In our conversations with seasoned coaches and practitioners across finance, government, consumer tech, and consultancy, we realised one thing - anti-patterns aren’t just a team-level concern. They signal deeper structural misalignments in how organisations think about work, feedback, and change.
To protect the privacy of our interviewees, we’ve anonymised company names and individual identities.
Let’s unpack a few of the most pervasive anti-patterns hiding in plain sight, and how to shift them without disrupting momentum.
1. The Giant User Story Illusion
Large User Stories: Oversized tasks that delay feedback and blur team accountability.
"It felt faster to define everything up front. Until we got stuck." - Product Manager, global consumer organisation
Large user stories promise simplicity: one place, one discussion, a broad view stakeholders can get behind. But when delivery starts, the cracks widen:
- Estimations become guesswork.
- Feedback loops stretch.
- Individual contribution becomes unclear.

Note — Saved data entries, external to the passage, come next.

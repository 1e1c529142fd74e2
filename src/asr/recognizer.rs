//! Streaming recognizer interface and a Whisper-backed implementation.
//!
//! The session producer only ever talks to [`Recognizer`]: push ~100 ms of
//! audio, read the current text and endpoint flag, reset between turns.
//! [`StreamingRecognizer`] provides those semantics on top of any batch
//! [`SttEngine`] by re-decoding the (bounded) current utterance whenever
//! enough new voiced audio has arrived, and by deriving the endpoint flag
//! from [`EndpointDetector`].

use crate::audio::{RingBuffer, VadDetector, TARGET_SAMPLE_RATE};
use crate::config::AppConfig;

use super::endpoint::{EndpointDetector, EndpointRules};
use super::engine::{SttEngine, SttError, MAX_AUDIO_SAMPLES, MIN_AUDIO_SAMPLES};

/// Incremental speech recognizer fed from the producer thread.
pub trait Recognizer: Send {
    /// Append 16 kHz mono samples and update [`text`](Self::text) /
    /// [`is_endpoint`](Self::is_endpoint).
    fn accept_waveform(&mut self, samples: &[f32]) -> Result<(), SttError>;

    /// No more audio will come; flush and force an endpoint.
    fn input_finished(&mut self) -> Result<(), SttError>;

    /// Transcript of the current utterance so far.
    fn text(&self) -> &str;

    fn is_endpoint(&self) -> bool;

    /// Forget the current utterance: audio, text and endpoint state.
    fn reset(&mut self);
}

/// Tuning for [`StreamingRecognizer`].
#[derive(Debug, Clone, PartialEq)]
pub struct StreamingConfig {
    pub decode_interval_ms: u32,
    pub max_utterance_secs: u32,
    pub vad_threshold: f32,
    pub rules: EndpointRules,
}

impl Default for StreamingConfig {
    fn default() -> Self {
        Self {
            decode_interval_ms: 1_000,
            max_utterance_secs: 30,
            vad_threshold: 0.01,
            rules: EndpointRules::default(),
        }
    }
}

impl StreamingConfig {
    pub fn from_app(config: &AppConfig) -> Self {
        Self {
            decode_interval_ms: config.stt.decode_interval_ms,
            max_utterance_secs: config.audio.max_utterance_secs,
            vad_threshold: config.audio.vad_threshold,
            rules: config.endpoint,
        }
    }
}

/// Turns a batch engine into a [`Recognizer`].
pub struct StreamingRecognizer<E> {
    engine: E,
    vad: VadDetector,
    audio: RingBuffer<f32>,
    endpoint: EndpointDetector,
    decode_interval: usize,
    since_decode: usize,
    /// Voiced audio arrived since the last decode.
    dirty: bool,
    text: String,
    at_endpoint: bool,
}

impl<E: SttEngine> StreamingRecognizer<E> {
    pub fn new(engine: E, config: StreamingConfig) -> Self {
        let sr = TARGET_SAMPLE_RATE as usize;
        let capacity = (config.max_utterance_secs.max(1) as usize * sr).min(MAX_AUDIO_SAMPLES);
        let vad = VadDetector::new(config.vad_threshold);

        Self {
            engine,
            audio: RingBuffer::new(capacity),
            endpoint: EndpointDetector::new(vad.clone(), config.rules, TARGET_SAMPLE_RATE),
            vad,
            decode_interval: (config.decode_interval_ms as usize * sr / 1000).max(1),
            since_decode: 0,
            dirty: false,
            text: String::new(),
            at_endpoint: false,
        }
    }

    pub fn engine(&self) -> &E {
        &self.engine
    }

    fn decode(&mut self) -> Result<(), SttError> {
        self.since_decode = 0;
        self.dirty = false;

        let snapshot = self.audio.snapshot();
        let speech = self.vad.trim_silence(&snapshot);
        if speech.is_empty() {
            return Ok(());
        }

        let mut input = speech.to_vec();
        if input.len() < MIN_AUDIO_SAMPLES {
            input.resize(MIN_AUDIO_SAMPLES, 0.0);
        }

        let text = self.engine.transcribe(&input)?;
        if text != self.text {
            log::debug!("asr: partial {text:?}");
            self.text = text;
        }
        Ok(())
    }
}

impl<E: SttEngine> Recognizer for StreamingRecognizer<E> {
    fn accept_waveform(&mut self, samples: &[f32]) -> Result<(), SttError> {
        if samples.is_empty() {
            return Ok(());
        }

        if self.endpoint.feed(samples) {
            self.dirty = true;
        }
        self.audio.push_slice(samples);
        self.since_decode += samples.len();

        if self.dirty && (self.since_decode >= self.decode_interval || self.endpoint.pause_reached())
        {
            self.decode()?;
        }

        let has_text = !self.text.trim().is_empty();
        self.at_endpoint = self.endpoint.is_endpoint(has_text);

        if self.at_endpoint && !has_text {
            // Nothing recognisable: drop the noise instead of re-decoding it.
            self.audio.clear();
            self.endpoint.reset();
            self.since_decode = 0;
            self.dirty = false;
        }
        Ok(())
    }

    fn input_finished(&mut self) -> Result<(), SttError> {
        let result = if self.dirty || (self.text.is_empty() && !self.audio.is_empty()) {
            self.decode()
        } else {
            Ok(())
        };
        self.at_endpoint = true;
        result
    }

    fn text(&self) -> &str {
        &self.text
    }

    fn is_endpoint(&self) -> bool {
        self.at_endpoint
    }

    fn reset(&mut self) {
        self.audio.clear();
        self.endpoint.reset();
        self.since_decode = 0;
        self.dirty = false;
        self.text.clear();
        self.at_endpoint = false;
    }
}

#[cfg(test)]
mod tests {
    use super::*;
    use crate::asr::engine::MockSttEngine;

    fn voice(ms: usize) -> Vec<f32> {
        vec![0.3; 16 * ms]
    }

    fn silence(ms: usize) -> Vec<f32> {
        vec![0.0; 16 * ms]
    }

    fn recognizer(script: &[&str]) -> StreamingRecognizer<MockSttEngine> {
        let engine = MockSttEngine::script(script.iter().map(|s| Ok(s.to_string())).collect());
        StreamingRecognizer::new(engine, StreamingConfig::default())
    }

    #[test]
    fn decodes_once_per_interval_of_voiced_audio() {
        let mut rec = recognizer(&["我要", "我要咖啡"]);
        for _ in 0..9 {
            rec.accept_waveform(&voice(100)).unwrap();
        }
        assert_eq!(rec.engine().calls(), 0);
        assert_eq!(rec.text(), "");

        rec.accept_waveform(&voice(100)).unwrap();
        assert_eq!(rec.engine().calls(), 1);
        assert_eq!(rec.text(), "我要");
        assert!(!rec.is_endpoint());
    }

    #[test]
    fn pause_after_speech_is_an_endpoint() {
        let mut rec = recognizer(&["我要咖啡"]);
        rec.accept_waveform(&voice(500)).unwrap();
        for _ in 0..7 {
            rec.accept_waveform(&silence(100)).unwrap();
            assert!(!rec.is_endpoint());
        }
        rec.accept_waveform(&silence(100)).unwrap();
        assert_eq!(rec.text(), "我要咖啡");
        assert!(rec.is_endpoint());
        assert_eq!(rec.engine().calls(), 1);

        // Endpoint persists without re-decoding until reset.
        rec.accept_waveform(&silence(100)).unwrap();
        assert!(rec.is_endpoint());
        assert_eq!(rec.engine().calls(), 1);

        rec.reset();
        assert_eq!(rec.text(), "");
        assert!(!rec.is_endpoint());
    }

    #[test]
    fn pure_silence_never_decodes() {
        let mut rec = recognizer(&["幻听"]);
        for _ in 0..30 {
            rec.accept_waveform(&silence(100)).unwrap();
        }
        assert_eq!(rec.engine().calls(), 0);
        assert_eq!(rec.text(), "");
    }

    #[test]
    fn empty_decode_with_long_silence_discards_audio() {
        let mut rec = recognizer(&[""]);
        rec.accept_waveform(&voice(300)).unwrap();
        let mut fired = false;
        for _ in 0..20 {
            rec.accept_waveform(&silence(100)).unwrap();
            fired |= rec.is_endpoint();
        }
        assert!(fired, "rule 1 should fire on 2 s of silence without text");
        assert_eq!(rec.text(), "");
    }

    #[test]
    fn input_finished_flushes_and_forces_endpoint() {
        let mut rec = recognizer(&["三楼"]);
        rec.accept_waveform(&voice(300)).unwrap();
        assert_eq!(rec.engine().calls(), 0);
        rec.input_finished().unwrap();
        assert_eq!(rec.text(), "三楼");
        assert!(rec.is_endpoint());
    }

    #[test]
    fn engine_errors_propagate() {
        let engine = MockSttEngine::script(vec![Err(SttError::Transcription("boom".into()))]);
        let mut rec = StreamingRecognizer::new(engine, StreamingConfig::default());
        let err = rec.accept_waveform(&voice(1_000)).unwrap_err();
        assert!(matches!(err, SttError::Transcription(_)));
    }

    #[test]
    fn boxed_as_trait_object() {
        let mut rec: Box<dyn Recognizer> = Box::new(recognizer(&["x"]));
        rec.accept_waveform(&[]).unwrap();
        assert!(!rec.is_endpoint());
    }
}
//! Decoder parameters for one Whisper pass.

use crate::config::SttConfig;

/// Default prompt nudging Whisper towards simplified-Chinese output.
pub const MANDARIN_PROMPT: &str = "以下是普通话的句子。";

/// Settings handed to every [`super::WhisperEngine`] decode.
///
/// ```
/// use voice_concierge::asr::TranscribeParams;
///
/// let params = TranscribeParams {
///     language: "en".into(),
///     initial_prompt: None,
///     ..TranscribeParams::default()
/// };
/// assert_eq!(params.best_of, 1);
/// ```
#[derive(Debug, Clone, PartialEq)]
pub struct TranscribeParams {
    /// ISO-639-1 code, or `"auto"` for detection.
    pub language: String,
    pub n_threads: i32,
    /// Greedy candidates per step; 1 is the fastest.
    pub best_of: i32,
    pub initial_prompt: Option<String>,
}

impl Default for TranscribeParams {
    fn default() -> Self {
        Self {
            language: "zh".into(),
            n_threads: optimal_threads(),
            best_of: 1,
            initial_prompt: Some(MANDARIN_PROMPT.into()),
        }
    }
}

impl TranscribeParams {
    pub fn from_config(stt: &SttConfig) -> Self {
        let n_threads = if stt.threads == 0 {
            optimal_threads()
        } else {
            stt.threads as i32
        };
        let initial_prompt = (stt.language == "zh").then(|| MANDARIN_PROMPT.to_string());
        Self {
            language: stt.language.clone(),
            n_threads,
            initial_prompt,
            ..Self::default()
        }
    }

    /// `None` when the language should be auto-detected.
    pub fn language_hint(&self) -> Option<&str> {
        (self.language != "auto").then_some(self.language.as_str())
    }
}

/// Available CPU parallelism, capped at 8 where Whisper stops scaling.
pub fn optimal_threads() -> i32 {
    std::thread::available_parallelism()
        .map(|n| n.get().min(8) as i32)
        .unwrap_or(4)
}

In many teams, the difficulty isn’t about size alone - it’s about uncertainty. Stories that span multiple behaviours or outcomes often hide assumptions, making them harder to discuss, estimate, or split.
Symptoms
- Stories span multiple sprints.
- Teams lose clarity on progress and ownership.
- Estimation sessions are vague or rushed.
Root Causes
- Pressure to satisfy stakeholder demands quickly.
- Overconfidence in early solution design.
- Lack of shared criteria for 'ready to build'.
Remedy
Break stories down by effort, known risks, or team confidence. One team created their own estimation matrix based on effort, complexity, and familiarity—grounding pointing in delivery, not abstraction.
See also: The Ultimate Guide to User Story Mapping
2. Retro Amnesia: Action Items with No Memory
Incomplete Retro Actions: Items raised in retrospectives that quietly disappear, losing learning and team trust.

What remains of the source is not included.